◆ **What is required**: Below are some entries. Copy each line in them that holds "still".

◆ **The records**:
* * * * * * *

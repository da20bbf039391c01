//! Debounced search by title.
//!
//! Typing updates the filter immediately. The query only goes out once the
//! filter has stayed the same for the debounce delay.

use crate::types::{Ingredient, IngredientId};
use pantry_core::{async_effect, delay, effect::Effect, reducer::Reducer, smallvec, SmallVec};
use pantry_http::{Method, RequestDispatcher, SupersedePolicy};
use reqwest::Url;
use serde_json::Value;
use std::time::Duration;

/// Delay between the last keystroke and the query
pub const DEFAULT_DEBOUNCE: Duration = Duration::from_millis(500);

/// Build the query URL for a title filter
///
/// An empty filter lists the whole collection. Otherwise the store is asked
/// for entries whose `title` equals the filter exactly.
#[must_use]
pub fn search_url(collection: &Url, filter: &str) -> String {
    let mut url = collection.clone();
    if !filter.is_empty() {
        let quoted = Value::String(filter.to_string()).to_string();
        url.query_pairs_mut()
            .append_pair("orderBy", "\"title\"")
            .append_pair("equalTo", &quoted);
    }
    url.to_string()
}

/// Turn a collection response into ingredients
///
/// The store answers with an object keyed by ingredient id, or `null` when
/// nothing matches. Entries without a string `title` and `amount` are skipped.
#[must_use]
pub fn parse_ingredients(payload: &Value) -> Vec<Ingredient> {
    let entries = match payload {
        Value::Null => return Vec::new(),
        Value::Object(entries) => entries,
        other => {
            tracing::warn!(payload = %other, "Unexpected search response, expected an object");
            return Vec::new();
        },
    };

    entries
        .iter()
        .filter_map(|(key, entry)| {
            let title = entry.get("title").and_then(Value::as_str);
            let amount = entry.get("amount").and_then(Value::as_str);
            match (title, amount) {
                (Some(title), Some(amount)) => Some(Ingredient {
                    id: IngredientId::new(key.as_str()),
                    title: title.to_string(),
                    amount: amount.to_string(),
                }),
                _ => {
                    tracing::warn!(id = %key, "Skipping malformed ingredient entry");
                    None
                },
            }
        })
        .collect()
}

/// Search state
#[derive(Clone, Debug, Default, PartialEq, Eq)]
pub struct SearchState {
    /// Current filter text
    pub filter: String,
    /// Last query URL sent
    pub last_query: Option<String>,
}

/// Search actions
#[derive(Clone, Debug, PartialEq, Eq)]
pub enum SearchAction {
    /// The user edited the filter
    FilterChanged(String),
    /// The debounce delay for this filter text has passed
    DebounceElapsed(String),
    /// Query the current filter now
    Refresh,
}

/// Dependencies of [`SearchReducer`]
#[derive(Clone, Debug)]
pub struct SearchEnvironment {
    /// Where queries are sent; its results replace the ingredient list
    pub requests: RequestDispatcher<()>,
    /// The ingredient collection
    pub collection: Url,
    /// Debounce delay
    pub debounce: Duration,
}

impl SearchEnvironment {
    /// Create an environment with the default debounce delay
    ///
    /// Searches use [`SupersedePolicy::LatestRequestWins`], so results for
    /// an outdated filter never replace newer ones.
    #[must_use]
    pub fn new(requests: RequestDispatcher<()>, collection: Url) -> Self {
        Self {
            requests: requests.with_policy(SupersedePolicy::LatestRequestWins),
            collection,
            debounce: DEFAULT_DEBOUNCE,
        }
    }

    /// Set the debounce delay
    #[must_use]
    pub fn with_debounce(mut self, debounce: Duration) -> Self {
        self.debounce = debounce;
        self
    }
}

/// Reducer for [`SearchState`]
#[derive(Clone, Debug, Default)]
pub struct SearchReducer;

impl SearchReducer {
    fn query(state: &mut SearchState, env: &SearchEnvironment) -> Effect<SearchAction> {
        let url = search_url(&env.collection, &state.filter);
        state.last_query = Some(url.clone());

        let requests = env.requests.clone();
        async_effect! {
            tracing::debug!(%url, "Searching ingredients");
            if let Err(error) = requests.send(&url, Method::Get, None, None, None) {
                tracing::warn!(%url, error = %error, "Search could not be sent");
            }
            None
        }
    }
}

impl Reducer for SearchReducer {
    type State = SearchState;
    type Action = SearchAction;
    type Environment = SearchEnvironment;

    fn reduce(
        &self,
        state: &mut Self::State,
        action: Self::Action,
        env: &Self::Environment,
    ) -> SmallVec<[Effect<Self::Action>; 4]> {
        match action {
            SearchAction::FilterChanged(filter) => {
                state.filter.clone_from(&filter);
                smallvec![delay! {
                    duration: env.debounce,
                    action: SearchAction::DebounceElapsed(filter)
                }]
            },
            SearchAction::DebounceElapsed(filter) if filter == state.filter => {
                smallvec![Self::query(state, env)]
            },
            SearchAction::DebounceElapsed(filter) => {
                tracing::trace!(%filter, current = %state.filter, "Debounce superseded");
                smallvec![Effect::None]
            },
            SearchAction::Refresh => smallvec![Self::query(state, env)],
        }
    }
}
//! The ingredients page: list, add form, removal and search wired together.
//!
//! Two request dispatchers do the network work. One carries mutations (add,
//! remove) and one carries searches. Subscriptions on both feed the local
//! ingredient list once results arrive.

use crate::config::{ConfigError, DatabaseConfig};
use crate::reducer::{IngredientsAction, IngredientsReducer, IngredientsState};
use crate::search::{parse_ingredients, SearchAction, SearchEnvironment, SearchReducer, SearchState};
use crate::types::{
    Ingredient, IngredientId, NewIngredient, PendingChange, ADD_INGREDIENT, REMOVE_INGREDIENT,
};
use pantry_core::environment::HttpClient;
use pantry_http::{
    DispatchError, Method, RequestBody, RequestDispatcher, RequestId, RequestState,
    RequestStatus, RequestTicket, SubscriptionId,
};
use pantry_runtime::{Store, StoreError};
use std::sync::{Arc, Mutex, PoisonError};
use std::time::Duration;
use thiserror::Error;

type ListStore = Store<IngredientsState, IngredientsAction, (), IngredientsReducer>;
type SearchStore = Store<SearchState, SearchAction, SearchEnvironment, SearchReducer>;

/// Errors from page operations
#[derive(Error, Debug)]
pub enum PageError {
    /// A request could not be sent
    #[error(transparent)]
    Dispatch(#[from] DispatchError),

    /// A local store rejected an action
    #[error(transparent)]
    Store(#[from] StoreError),

    /// No request URL could be built
    #[error(transparent)]
    Config(#[from] ConfigError),
}

/// What the front-end renders
#[derive(Clone, Debug, PartialEq, Eq)]
pub struct PageView {
    /// Current list
    pub ingredients: Vec<Ingredient>,
    /// A mutation is in flight (the add form shows a spinner)
    pub loading: bool,
    /// A search is in flight
    pub searching: bool,
    /// Message to show in the error dialog
    pub error: Option<String>,
    /// Current search filter
    pub filter: String,
}

/// Remembers which resolution was last handled
#[derive(Default)]
struct Seen(Mutex<Option<RequestId>>);

impl Seen {
    /// Whether this snapshot carries a resolution not handled yet
    fn first_time<X>(&self, state: &RequestState<X>) -> bool {
        if state.status() != RequestStatus::Succeeded {
            return false;
        }
        let mut last = self.0.lock().unwrap_or_else(PoisonError::into_inner);
        if *last == state.resolved() {
            return false;
        }
        *last = state.resolved();
        true
    }
}

/// The ingredients page
pub struct IngredientsPage {
    config: DatabaseConfig,
    list: ListStore,
    mutations: RequestDispatcher<PendingChange>,
    searches: RequestDispatcher<()>,
    search: SearchStore,
    subscriptions: [SubscriptionId; 2],
}

impl IngredientsPage {
    /// Build the page around an HTTP client
    #[must_use]
    pub fn new(client: Arc<dyn HttpClient>, config: DatabaseConfig) -> Self {
        let list = Store::new(IngredientsState::default(), IngredientsReducer::new(), ());
        let mutations = RequestDispatcher::<PendingChange>::new(Arc::clone(&client));

        let search_env = SearchEnvironment::new(
            RequestDispatcher::new(client),
            config.collection_url().clone(),
        )
        .with_debounce(config.search_debounce);
        let searches = search_env.requests.clone();
        let search = Store::new(SearchState::default(), SearchReducer, search_env);

        let added = Self::on_mutation_resolved(list.clone());
        let loaded = Self::on_search_resolved(list.clone());
        let subscriptions = [mutations.subscribe(added), searches.subscribe(loaded)];

        Self {
            config,
            list,
            mutations,
            searches,
            search,
            subscriptions,
        }
    }

    fn on_mutation_resolved(
        list: ListStore,
    ) -> impl Fn(&RequestState<PendingChange>) + Send + Sync + 'static {
        let seen = Seen::default();
        move |state: &RequestState<PendingChange>| {
            if !seen.first_time(state) {
                return;
            }
            // The identifier names the latest send, which may be newer than the
            // resolved one; the extra always belongs to the resolved request.
            let Some(PendingChange::Add(new)) = state.extra() else {
                return;
            };
            let Some(key) = state.data().and_then(|data| data.get("name")).and_then(|v| v.as_str())
            else {
                tracing::warn!(title = %new.title, "Add response carried no key");
                return;
            };

            let ingredient = Ingredient::from_new(IngredientId::new(key), new.clone());
            if let Err(error) = list.send(IngredientsAction::Add(ingredient)) {
                tracing::warn!(error = %error, "Could not add ingredient to list");
            }
        }
    }

    fn on_search_resolved(list: ListStore) -> impl Fn(&RequestState<()>) + Send + Sync + 'static {
        let seen = Seen::default();
        move |state: &RequestState<()>| {
            if !seen.first_time(state) {
                return;
            }
            let ingredients = state.data().map(parse_ingredients).unwrap_or_default();
            tracing::debug!(count = ingredients.len(), "Search results loaded");
            if let Err(error) = list.send(IngredientsAction::Set(ingredients)) {
                tracing::warn!(error = %error, "Could not replace ingredient list");
            }
        }
    }

    /// Store a new ingredient
    ///
    /// It appears in the list once the store has assigned its key.
    ///
    /// # Errors
    ///
    /// Returns [`PageError::Dispatch`] if the request cannot be sent.
    pub fn add_ingredient(&self, ingredient: NewIngredient) -> Result<RequestTicket, PageError> {
        tracing::info!(title = %ingredient.title, amount = %ingredient.amount, "Adding ingredient");
        let body = RequestBody::json(&ingredient)?;
        let ticket = self.mutations.send(
            self.config.collection_url().as_str(),
            Method::Post,
            Some(body.into()),
            Some(PendingChange::Add(ingredient)),
            Some(ADD_INGREDIENT),
        )?;
        Ok(ticket)
    }

    /// Delete an ingredient
    ///
    /// It leaves the list immediately, whatever the outcome of the request.
    ///
    /// # Errors
    ///
    /// Returns [`PageError`] if the request cannot be sent.
    pub fn remove_ingredient(&self, id: &IngredientId) -> Result<RequestTicket, PageError> {
        tracing::info!(%id, "Removing ingredient");
        let url = self.config.item_url(id)?;
        let ticket = self.mutations.send(
            url.as_str(),
            Method::Delete,
            None,
            Some(PendingChange::Remove(id.clone())),
            Some(REMOVE_INGREDIENT),
        )?;
        self.list.send(IngredientsAction::Delete(id.clone()))?;
        Ok(ticket)
    }

    /// Update the search filter
    ///
    /// The query is sent once the filter has been stable for the debounce delay.
    ///
    /// # Errors
    ///
    /// Returns [`PageError::Store`] if the search store rejects the action.
    pub fn set_filter(&self, filter: impl Into<String>) -> Result<(), PageError> {
        self.search.send(SearchAction::FilterChanged(filter.into()))?;
        Ok(())
    }

    /// Query the current filter right away
    ///
    /// # Errors
    ///
    /// Returns [`PageError::Store`] if the search store rejects the action.
    pub fn load(&self) -> Result<(), PageError> {
        self.search.send(SearchAction::Refresh)?;
        Ok(())
    }

    /// Dismiss the error dialog
    ///
    /// # Errors
    ///
    /// Returns [`PageError::Dispatch`] if a dispatcher rejects the reset.
    pub fn clear_error(&self) -> Result<(), PageError> {
        if self.mutations.state(|s| s.error().is_some()) {
            self.mutations.reset()?;
        }
        if self.searches.state(|s| s.error().is_some()) {
            self.searches.reset()?;
        }
        Ok(())
    }

    /// Snapshot for rendering
    #[must_use]
    pub fn view(&self) -> PageView {
        let mutation = self.mutations.snapshot();
        let search = self.searches.snapshot();

        PageView {
            ingredients: self.list.state(|s| s.ingredients.clone()),
            loading: mutation.is_loading(),
            searching: search.is_loading(),
            error: mutation
                .error()
                .or_else(|| search.error())
                .map(str::to_string),
            filter: self.search.state(|s| s.filter.clone()),
        }
    }

    /// Whether any request, debounce or result is still pending
    #[must_use]
    pub fn is_busy(&self) -> bool {
        self.mutations.pending_requests() > 0
            || self.searches.pending_requests() > 0
            || self.search.pending_effects() > 0
    }

    /// Wait until nothing is pending
    ///
    /// Returns `false` if still busy when the timeout expires.
    pub async fn settle(&self, timeout: Duration) -> bool {
        let deadline = tokio::time::Instant::now() + timeout;
        while self.is_busy() {
            if tokio::time::Instant::now() >= deadline {
                return false;
            }
            tokio::time::sleep(Duration::from_millis(5)).await;
        }
        true
    }

    /// The configuration in use
    #[must_use]
    pub const fn config(&self) -> &DatabaseConfig {
        &self.config
    }
}

impl Drop for IngredientsPage {
    fn drop(&mut self) {
        let [mutation, search] = self.subscriptions;
        self.mutations.unsubscribe(mutation);
        self.searches.unsubscribe(search);
    }
}

impl std::fmt::Debug for IngredientsPage {
    fn fmt(&self, f: &mut std::fmt::Formatter<'_>) -> std::fmt::Result {
        f.debug_struct("IngredientsPage")
            .field("config", &self.config)
            .field("view", &self.view())
            .finish_non_exhaustive()
    }
}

* * * * * * *

◆ **Solution to the problem**:
    /// Whether any request, debounce or result is still pending
    /// Returns `false` if still busy when the timeout expires.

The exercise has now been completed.